> [Instructions for the task] Below are the entries; state how many of their lines contain the string "that", and nothing more.

Dataset entries:
[Start of Attachment]

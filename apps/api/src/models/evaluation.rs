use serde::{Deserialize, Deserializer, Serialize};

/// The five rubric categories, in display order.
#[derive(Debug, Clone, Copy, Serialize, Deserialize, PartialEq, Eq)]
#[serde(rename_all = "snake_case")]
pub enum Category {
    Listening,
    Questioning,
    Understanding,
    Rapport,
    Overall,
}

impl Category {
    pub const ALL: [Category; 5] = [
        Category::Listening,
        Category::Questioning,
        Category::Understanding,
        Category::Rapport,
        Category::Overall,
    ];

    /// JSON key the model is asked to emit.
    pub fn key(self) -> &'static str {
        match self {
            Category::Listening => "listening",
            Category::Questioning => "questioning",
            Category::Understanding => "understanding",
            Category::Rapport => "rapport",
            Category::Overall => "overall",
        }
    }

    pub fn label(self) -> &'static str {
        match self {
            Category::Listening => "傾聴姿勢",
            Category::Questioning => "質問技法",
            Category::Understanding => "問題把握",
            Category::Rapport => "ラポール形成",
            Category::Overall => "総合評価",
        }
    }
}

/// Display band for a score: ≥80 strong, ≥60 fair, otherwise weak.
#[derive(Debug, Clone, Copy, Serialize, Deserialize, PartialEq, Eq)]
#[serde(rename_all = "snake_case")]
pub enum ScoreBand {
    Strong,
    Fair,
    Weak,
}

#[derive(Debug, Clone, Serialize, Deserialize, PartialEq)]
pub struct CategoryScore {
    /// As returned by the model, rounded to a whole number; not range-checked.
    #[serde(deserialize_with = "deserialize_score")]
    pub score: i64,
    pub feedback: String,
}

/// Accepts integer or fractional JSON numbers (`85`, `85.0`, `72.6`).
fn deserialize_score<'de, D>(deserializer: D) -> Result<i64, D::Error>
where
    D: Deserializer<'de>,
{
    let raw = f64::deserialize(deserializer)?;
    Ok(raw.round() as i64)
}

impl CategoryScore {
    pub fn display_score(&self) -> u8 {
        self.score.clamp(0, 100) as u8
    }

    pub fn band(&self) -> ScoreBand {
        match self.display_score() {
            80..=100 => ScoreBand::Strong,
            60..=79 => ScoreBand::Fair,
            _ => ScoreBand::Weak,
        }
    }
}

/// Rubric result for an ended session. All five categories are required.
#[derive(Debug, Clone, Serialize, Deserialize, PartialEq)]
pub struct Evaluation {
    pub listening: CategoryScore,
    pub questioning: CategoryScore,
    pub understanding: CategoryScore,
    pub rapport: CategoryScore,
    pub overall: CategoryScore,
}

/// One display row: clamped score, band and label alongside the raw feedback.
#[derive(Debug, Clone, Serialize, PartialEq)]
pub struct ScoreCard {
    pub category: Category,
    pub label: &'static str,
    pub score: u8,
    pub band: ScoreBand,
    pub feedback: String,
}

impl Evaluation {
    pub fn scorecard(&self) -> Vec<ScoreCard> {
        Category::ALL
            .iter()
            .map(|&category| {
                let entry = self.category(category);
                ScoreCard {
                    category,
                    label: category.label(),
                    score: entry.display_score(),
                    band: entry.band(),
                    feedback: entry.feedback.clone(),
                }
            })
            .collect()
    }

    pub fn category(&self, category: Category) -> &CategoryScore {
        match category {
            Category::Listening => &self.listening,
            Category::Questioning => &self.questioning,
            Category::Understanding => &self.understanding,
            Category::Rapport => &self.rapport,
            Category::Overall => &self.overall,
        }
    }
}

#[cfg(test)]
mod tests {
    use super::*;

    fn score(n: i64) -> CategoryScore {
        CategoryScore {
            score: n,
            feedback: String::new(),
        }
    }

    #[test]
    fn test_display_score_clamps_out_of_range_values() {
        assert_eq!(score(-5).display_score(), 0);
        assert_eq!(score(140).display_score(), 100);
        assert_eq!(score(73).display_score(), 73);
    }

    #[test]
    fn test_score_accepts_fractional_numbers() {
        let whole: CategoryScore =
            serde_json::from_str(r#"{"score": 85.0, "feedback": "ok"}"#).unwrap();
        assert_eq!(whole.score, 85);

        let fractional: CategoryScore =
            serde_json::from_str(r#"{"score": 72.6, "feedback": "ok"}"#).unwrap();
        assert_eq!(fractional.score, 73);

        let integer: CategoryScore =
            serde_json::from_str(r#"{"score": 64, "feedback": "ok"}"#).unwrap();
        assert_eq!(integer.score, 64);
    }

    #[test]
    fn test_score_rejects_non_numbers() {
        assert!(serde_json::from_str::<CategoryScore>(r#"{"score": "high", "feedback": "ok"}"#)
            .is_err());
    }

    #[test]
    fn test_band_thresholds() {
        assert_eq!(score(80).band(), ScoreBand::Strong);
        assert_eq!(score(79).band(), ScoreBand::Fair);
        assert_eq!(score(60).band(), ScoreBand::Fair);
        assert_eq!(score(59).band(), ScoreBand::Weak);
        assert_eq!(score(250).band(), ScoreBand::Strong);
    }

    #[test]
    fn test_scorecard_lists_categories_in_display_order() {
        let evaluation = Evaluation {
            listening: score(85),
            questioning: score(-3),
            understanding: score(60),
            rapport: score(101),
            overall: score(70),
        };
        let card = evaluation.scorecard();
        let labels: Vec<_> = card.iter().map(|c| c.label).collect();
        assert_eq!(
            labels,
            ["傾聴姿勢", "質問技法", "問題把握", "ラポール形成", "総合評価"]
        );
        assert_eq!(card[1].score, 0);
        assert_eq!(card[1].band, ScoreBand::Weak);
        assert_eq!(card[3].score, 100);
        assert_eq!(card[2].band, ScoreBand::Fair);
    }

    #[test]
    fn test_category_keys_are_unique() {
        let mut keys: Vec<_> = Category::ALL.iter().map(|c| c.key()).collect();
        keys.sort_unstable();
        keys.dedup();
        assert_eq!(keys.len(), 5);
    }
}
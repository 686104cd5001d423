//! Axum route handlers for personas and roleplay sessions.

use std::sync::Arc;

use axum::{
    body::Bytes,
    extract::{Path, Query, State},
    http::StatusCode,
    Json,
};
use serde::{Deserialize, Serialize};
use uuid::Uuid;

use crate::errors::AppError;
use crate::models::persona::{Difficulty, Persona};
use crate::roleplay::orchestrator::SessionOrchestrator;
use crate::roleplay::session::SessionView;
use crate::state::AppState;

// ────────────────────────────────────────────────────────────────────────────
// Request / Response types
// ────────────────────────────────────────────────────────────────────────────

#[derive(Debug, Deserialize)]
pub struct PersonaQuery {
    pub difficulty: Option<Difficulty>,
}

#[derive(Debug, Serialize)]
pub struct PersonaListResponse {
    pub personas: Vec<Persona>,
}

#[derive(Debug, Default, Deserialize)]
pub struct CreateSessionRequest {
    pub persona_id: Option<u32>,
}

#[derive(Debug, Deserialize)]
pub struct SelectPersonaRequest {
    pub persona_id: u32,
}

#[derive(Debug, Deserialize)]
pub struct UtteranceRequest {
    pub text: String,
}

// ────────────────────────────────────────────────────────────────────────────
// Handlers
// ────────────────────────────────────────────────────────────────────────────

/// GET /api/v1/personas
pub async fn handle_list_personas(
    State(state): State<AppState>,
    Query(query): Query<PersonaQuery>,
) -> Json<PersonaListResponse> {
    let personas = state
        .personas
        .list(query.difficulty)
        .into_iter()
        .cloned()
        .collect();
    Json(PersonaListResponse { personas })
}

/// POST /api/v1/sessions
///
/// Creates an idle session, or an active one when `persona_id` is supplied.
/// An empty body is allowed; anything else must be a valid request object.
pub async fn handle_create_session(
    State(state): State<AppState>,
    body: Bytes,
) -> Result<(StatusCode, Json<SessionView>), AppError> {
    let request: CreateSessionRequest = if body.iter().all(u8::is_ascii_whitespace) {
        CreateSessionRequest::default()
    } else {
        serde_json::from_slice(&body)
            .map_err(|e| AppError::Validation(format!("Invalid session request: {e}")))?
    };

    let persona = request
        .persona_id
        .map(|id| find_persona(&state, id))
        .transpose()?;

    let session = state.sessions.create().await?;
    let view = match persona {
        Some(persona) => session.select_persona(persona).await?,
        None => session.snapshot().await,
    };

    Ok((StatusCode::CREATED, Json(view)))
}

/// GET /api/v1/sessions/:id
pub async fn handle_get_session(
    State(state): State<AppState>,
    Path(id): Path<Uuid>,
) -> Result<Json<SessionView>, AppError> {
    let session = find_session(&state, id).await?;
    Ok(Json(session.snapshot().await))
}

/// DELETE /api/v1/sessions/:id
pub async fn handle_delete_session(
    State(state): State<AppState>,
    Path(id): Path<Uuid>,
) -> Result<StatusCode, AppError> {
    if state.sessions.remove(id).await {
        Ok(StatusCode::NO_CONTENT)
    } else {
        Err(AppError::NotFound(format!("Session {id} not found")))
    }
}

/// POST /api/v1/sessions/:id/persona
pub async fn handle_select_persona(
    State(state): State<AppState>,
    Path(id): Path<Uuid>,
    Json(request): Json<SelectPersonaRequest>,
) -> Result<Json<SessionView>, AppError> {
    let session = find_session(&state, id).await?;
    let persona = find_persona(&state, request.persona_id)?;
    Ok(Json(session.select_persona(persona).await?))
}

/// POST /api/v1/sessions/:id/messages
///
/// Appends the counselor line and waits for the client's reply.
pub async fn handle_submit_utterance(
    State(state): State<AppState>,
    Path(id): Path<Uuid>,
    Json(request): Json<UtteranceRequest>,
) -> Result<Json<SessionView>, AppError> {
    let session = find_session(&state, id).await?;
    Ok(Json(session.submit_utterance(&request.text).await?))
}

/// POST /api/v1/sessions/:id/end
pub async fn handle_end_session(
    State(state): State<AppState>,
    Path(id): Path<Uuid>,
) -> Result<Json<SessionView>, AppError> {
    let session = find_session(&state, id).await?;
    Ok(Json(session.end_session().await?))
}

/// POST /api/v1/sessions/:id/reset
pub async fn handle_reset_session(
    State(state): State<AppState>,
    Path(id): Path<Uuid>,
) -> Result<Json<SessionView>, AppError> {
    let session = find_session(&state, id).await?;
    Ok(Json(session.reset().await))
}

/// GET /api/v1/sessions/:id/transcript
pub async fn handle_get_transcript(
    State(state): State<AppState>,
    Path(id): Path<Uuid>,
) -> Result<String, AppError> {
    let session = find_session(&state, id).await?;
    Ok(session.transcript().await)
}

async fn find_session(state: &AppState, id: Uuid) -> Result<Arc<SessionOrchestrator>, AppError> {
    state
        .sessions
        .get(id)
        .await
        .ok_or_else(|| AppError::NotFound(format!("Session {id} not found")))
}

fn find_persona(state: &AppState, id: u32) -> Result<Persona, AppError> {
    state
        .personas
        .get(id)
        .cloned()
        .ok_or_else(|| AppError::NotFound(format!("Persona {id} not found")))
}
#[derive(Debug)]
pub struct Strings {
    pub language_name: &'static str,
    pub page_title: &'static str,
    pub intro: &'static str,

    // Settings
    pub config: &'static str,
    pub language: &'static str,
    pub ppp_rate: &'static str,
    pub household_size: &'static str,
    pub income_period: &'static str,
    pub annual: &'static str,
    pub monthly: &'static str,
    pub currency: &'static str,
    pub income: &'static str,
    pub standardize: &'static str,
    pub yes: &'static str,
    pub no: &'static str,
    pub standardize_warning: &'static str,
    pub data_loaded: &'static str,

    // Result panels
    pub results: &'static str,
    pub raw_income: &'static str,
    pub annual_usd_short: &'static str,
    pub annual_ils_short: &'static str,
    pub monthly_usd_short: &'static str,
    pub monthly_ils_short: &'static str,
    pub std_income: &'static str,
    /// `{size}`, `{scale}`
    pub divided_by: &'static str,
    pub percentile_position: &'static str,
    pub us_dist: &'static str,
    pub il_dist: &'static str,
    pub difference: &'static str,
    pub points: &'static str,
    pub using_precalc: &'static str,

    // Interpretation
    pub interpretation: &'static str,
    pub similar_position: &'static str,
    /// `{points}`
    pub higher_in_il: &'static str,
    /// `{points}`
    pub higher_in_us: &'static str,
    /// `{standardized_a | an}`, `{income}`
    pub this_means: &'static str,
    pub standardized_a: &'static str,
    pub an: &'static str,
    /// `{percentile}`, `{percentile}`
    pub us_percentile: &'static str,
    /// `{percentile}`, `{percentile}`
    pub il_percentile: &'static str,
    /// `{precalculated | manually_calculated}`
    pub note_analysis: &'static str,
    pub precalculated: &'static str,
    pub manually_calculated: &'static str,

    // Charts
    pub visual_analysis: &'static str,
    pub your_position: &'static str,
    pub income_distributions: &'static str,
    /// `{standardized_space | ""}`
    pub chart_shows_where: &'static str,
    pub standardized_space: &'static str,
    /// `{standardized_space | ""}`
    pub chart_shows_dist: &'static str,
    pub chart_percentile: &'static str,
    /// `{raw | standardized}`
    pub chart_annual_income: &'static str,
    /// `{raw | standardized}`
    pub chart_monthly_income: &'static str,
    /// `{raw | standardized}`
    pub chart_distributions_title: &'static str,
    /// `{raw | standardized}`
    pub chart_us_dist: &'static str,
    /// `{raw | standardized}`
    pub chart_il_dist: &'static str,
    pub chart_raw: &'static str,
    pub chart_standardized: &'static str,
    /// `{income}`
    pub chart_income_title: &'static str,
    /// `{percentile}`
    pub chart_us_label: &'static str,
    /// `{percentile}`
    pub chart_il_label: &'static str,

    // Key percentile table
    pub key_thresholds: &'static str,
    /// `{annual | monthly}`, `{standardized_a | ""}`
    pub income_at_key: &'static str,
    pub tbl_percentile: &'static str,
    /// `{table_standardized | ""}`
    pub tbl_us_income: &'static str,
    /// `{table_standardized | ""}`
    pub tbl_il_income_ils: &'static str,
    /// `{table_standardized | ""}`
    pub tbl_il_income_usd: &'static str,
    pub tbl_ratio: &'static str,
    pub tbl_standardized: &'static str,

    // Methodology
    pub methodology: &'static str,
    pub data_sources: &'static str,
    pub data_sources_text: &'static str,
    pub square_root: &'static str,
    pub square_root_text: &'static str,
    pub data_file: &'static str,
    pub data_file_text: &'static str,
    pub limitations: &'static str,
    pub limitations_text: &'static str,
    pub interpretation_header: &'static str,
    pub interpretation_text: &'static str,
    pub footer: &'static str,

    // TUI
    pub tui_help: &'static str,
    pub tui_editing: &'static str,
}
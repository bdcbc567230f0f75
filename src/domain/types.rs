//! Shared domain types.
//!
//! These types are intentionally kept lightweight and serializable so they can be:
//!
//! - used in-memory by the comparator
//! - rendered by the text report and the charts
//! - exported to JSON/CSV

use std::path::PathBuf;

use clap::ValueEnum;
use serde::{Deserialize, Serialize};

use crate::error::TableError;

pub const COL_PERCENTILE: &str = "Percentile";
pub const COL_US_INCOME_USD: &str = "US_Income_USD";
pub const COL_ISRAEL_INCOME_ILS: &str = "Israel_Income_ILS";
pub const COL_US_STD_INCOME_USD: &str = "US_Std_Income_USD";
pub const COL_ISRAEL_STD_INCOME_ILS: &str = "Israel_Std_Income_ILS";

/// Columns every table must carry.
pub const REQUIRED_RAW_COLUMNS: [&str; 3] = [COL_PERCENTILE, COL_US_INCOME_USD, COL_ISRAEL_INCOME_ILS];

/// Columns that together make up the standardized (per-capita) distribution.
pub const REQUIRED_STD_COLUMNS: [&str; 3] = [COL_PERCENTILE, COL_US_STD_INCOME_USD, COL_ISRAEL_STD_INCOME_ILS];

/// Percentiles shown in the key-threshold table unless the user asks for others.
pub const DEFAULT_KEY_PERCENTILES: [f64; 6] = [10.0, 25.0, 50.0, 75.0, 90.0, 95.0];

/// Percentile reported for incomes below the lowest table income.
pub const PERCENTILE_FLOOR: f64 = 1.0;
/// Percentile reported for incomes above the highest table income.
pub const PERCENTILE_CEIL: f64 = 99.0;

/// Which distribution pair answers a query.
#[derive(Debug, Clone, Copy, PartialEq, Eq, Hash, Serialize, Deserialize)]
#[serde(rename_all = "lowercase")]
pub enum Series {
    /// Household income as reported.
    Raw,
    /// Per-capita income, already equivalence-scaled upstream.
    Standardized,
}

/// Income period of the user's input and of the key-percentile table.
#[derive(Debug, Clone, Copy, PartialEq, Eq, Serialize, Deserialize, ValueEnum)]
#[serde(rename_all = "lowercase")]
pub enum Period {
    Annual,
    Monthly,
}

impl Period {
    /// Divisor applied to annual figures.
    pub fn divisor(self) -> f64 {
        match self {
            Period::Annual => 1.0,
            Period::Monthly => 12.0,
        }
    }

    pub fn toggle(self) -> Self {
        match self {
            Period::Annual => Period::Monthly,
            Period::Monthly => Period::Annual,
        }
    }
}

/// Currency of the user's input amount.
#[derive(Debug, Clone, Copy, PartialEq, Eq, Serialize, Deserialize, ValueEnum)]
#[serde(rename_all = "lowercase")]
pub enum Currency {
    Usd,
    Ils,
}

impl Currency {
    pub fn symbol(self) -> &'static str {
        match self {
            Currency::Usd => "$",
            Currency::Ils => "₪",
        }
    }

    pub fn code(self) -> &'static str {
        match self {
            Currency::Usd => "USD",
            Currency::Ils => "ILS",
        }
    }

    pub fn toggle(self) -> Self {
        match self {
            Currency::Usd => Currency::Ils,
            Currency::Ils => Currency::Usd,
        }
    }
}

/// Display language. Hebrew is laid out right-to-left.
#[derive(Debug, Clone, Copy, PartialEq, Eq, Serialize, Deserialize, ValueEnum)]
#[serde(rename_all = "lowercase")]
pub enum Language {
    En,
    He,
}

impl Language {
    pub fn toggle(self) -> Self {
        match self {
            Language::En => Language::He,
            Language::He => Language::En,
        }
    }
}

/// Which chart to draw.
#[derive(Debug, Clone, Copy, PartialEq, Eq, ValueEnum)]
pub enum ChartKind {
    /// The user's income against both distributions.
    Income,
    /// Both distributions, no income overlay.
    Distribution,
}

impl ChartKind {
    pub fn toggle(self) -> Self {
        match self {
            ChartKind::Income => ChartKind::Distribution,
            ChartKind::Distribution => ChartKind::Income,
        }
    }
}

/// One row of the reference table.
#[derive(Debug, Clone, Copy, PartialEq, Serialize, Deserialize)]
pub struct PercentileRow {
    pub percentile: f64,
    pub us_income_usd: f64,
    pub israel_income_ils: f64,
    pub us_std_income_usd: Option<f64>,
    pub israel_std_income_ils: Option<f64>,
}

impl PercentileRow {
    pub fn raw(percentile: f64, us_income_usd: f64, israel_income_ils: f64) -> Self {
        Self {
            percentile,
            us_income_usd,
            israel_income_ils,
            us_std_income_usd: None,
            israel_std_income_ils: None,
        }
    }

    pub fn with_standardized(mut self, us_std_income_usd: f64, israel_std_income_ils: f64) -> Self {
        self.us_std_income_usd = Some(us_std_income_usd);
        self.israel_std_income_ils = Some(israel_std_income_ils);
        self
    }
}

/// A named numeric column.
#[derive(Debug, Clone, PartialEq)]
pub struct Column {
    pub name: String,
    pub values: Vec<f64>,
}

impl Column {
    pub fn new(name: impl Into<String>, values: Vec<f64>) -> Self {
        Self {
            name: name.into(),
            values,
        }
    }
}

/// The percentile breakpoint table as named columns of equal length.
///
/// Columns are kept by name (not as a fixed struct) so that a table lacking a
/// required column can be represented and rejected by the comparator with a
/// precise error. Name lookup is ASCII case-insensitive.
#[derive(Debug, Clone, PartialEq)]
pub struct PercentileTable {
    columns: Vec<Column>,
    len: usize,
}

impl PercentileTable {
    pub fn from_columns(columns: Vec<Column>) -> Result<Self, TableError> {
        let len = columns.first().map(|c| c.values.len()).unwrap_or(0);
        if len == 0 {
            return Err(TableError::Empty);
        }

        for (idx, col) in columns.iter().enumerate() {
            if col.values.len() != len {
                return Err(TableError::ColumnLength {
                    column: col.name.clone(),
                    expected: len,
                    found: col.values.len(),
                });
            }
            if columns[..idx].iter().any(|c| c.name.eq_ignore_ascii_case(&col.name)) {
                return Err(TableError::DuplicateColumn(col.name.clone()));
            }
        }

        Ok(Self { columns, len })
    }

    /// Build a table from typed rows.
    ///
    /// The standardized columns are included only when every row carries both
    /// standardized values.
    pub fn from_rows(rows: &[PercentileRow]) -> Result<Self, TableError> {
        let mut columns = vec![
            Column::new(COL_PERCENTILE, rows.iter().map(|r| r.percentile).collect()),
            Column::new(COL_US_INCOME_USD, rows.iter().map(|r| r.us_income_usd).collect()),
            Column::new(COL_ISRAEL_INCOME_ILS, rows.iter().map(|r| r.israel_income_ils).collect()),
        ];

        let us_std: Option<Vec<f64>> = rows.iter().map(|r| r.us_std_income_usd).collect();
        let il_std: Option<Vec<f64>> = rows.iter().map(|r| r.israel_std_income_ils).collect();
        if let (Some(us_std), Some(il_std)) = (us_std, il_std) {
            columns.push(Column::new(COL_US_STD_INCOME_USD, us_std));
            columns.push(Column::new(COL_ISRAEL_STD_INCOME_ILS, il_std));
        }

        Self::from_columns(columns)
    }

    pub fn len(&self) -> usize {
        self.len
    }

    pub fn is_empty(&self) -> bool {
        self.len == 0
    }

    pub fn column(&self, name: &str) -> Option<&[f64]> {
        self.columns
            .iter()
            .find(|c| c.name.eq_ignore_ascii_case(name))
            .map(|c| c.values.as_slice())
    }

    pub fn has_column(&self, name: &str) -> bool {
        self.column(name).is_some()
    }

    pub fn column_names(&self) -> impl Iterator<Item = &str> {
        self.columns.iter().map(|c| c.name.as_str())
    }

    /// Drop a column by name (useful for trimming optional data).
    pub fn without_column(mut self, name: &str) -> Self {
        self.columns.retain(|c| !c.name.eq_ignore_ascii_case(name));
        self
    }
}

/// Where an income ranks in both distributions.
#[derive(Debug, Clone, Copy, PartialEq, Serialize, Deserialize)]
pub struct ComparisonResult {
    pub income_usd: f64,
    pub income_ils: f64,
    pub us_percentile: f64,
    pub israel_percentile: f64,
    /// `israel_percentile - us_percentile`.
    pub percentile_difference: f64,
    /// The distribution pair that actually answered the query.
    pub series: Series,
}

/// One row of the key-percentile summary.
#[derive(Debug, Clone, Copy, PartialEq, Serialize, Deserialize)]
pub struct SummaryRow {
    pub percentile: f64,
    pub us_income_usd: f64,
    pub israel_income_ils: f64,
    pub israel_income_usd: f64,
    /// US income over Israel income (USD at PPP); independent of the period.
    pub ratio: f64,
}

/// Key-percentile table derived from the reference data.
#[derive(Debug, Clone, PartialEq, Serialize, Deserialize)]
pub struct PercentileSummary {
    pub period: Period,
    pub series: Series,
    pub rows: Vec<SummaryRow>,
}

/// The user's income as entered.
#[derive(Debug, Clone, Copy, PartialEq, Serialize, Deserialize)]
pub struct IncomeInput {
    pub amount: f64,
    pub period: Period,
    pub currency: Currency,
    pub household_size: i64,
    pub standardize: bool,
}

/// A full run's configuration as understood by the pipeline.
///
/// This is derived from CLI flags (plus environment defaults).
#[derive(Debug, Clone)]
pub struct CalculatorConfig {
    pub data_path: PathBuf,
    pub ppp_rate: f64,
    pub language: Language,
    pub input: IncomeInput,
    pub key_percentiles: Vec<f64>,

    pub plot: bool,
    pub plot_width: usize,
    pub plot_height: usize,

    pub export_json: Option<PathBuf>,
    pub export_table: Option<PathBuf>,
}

[End of Attachment]

> [Response] 3